Data provided:
______

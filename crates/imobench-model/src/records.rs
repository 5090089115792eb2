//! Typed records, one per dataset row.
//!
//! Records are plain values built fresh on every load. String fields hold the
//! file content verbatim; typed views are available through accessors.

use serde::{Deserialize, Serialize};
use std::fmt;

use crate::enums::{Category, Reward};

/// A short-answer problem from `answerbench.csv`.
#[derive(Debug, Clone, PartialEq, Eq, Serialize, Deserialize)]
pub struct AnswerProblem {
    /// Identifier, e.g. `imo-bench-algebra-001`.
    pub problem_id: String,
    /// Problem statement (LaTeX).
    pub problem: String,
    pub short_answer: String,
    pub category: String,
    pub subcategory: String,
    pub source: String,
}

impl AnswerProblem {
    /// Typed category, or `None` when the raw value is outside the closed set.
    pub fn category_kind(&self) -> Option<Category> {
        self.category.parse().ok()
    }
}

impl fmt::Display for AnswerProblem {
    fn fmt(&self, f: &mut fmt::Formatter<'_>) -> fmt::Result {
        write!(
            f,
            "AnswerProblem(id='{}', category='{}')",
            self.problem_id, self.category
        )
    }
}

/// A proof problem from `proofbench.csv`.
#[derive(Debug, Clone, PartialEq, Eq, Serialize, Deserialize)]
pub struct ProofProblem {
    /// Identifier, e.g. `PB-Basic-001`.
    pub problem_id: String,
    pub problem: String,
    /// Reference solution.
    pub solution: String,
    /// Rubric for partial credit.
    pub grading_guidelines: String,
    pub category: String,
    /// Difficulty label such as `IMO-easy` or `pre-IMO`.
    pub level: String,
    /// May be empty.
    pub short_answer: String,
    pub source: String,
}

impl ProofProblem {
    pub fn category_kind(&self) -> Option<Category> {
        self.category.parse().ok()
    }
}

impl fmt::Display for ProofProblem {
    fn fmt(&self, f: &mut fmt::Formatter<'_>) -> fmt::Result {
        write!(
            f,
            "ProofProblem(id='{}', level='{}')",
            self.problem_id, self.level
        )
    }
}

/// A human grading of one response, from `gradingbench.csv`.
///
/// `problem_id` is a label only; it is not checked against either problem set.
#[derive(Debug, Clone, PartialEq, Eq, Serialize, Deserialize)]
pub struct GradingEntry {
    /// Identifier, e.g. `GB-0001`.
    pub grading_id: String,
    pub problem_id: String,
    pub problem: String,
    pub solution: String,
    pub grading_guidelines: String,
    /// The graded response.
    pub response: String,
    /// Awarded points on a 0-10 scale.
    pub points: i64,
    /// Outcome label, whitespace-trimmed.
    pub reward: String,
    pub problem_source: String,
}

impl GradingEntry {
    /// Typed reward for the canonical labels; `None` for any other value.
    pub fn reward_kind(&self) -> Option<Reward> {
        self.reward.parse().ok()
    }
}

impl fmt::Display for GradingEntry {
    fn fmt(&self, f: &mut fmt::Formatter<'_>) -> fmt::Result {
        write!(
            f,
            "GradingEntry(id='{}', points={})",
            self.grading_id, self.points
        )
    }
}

______

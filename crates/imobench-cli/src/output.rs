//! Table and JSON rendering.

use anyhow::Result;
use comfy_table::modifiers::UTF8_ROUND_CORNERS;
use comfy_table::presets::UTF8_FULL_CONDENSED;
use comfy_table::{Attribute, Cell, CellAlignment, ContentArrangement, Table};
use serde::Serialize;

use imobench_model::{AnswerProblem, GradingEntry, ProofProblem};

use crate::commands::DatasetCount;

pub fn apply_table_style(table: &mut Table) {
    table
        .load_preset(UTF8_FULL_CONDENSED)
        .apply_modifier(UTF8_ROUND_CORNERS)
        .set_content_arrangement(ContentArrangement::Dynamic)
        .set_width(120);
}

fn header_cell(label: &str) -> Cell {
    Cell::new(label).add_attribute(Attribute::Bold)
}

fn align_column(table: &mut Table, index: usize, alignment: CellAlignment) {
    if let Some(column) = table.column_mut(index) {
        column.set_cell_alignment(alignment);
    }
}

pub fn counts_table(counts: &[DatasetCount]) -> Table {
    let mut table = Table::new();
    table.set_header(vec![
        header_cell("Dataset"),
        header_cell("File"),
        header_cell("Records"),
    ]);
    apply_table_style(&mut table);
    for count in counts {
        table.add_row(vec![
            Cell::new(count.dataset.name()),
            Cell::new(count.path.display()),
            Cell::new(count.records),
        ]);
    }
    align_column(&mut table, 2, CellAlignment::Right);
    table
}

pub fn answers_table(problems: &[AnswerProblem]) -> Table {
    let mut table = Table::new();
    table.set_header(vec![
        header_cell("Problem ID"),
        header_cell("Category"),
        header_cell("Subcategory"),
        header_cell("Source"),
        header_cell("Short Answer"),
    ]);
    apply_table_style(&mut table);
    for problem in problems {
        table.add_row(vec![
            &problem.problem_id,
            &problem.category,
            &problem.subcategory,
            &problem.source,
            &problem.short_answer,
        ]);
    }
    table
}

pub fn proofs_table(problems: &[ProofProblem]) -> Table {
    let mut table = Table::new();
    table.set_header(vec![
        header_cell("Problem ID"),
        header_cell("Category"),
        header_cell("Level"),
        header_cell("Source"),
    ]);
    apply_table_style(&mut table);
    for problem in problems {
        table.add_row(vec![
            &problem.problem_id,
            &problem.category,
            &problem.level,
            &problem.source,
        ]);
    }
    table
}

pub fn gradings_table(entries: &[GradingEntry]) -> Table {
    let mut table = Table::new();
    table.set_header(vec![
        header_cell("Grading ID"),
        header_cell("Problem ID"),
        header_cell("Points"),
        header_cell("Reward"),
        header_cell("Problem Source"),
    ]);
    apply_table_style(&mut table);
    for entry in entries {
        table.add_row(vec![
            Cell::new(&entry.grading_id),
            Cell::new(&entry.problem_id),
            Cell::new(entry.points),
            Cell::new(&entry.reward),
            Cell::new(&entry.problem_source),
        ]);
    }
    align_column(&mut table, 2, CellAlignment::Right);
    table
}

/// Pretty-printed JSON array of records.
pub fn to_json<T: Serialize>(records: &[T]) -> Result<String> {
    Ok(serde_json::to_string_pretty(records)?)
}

______

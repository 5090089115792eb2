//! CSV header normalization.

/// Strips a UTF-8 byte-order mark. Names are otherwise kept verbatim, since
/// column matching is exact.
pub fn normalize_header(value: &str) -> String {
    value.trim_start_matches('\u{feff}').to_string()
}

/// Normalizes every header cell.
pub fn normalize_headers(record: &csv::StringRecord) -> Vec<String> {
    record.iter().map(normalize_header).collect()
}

______

Task prompt:
On how many lines of the data does "None" appear? Give only that number.

Result of the task:
2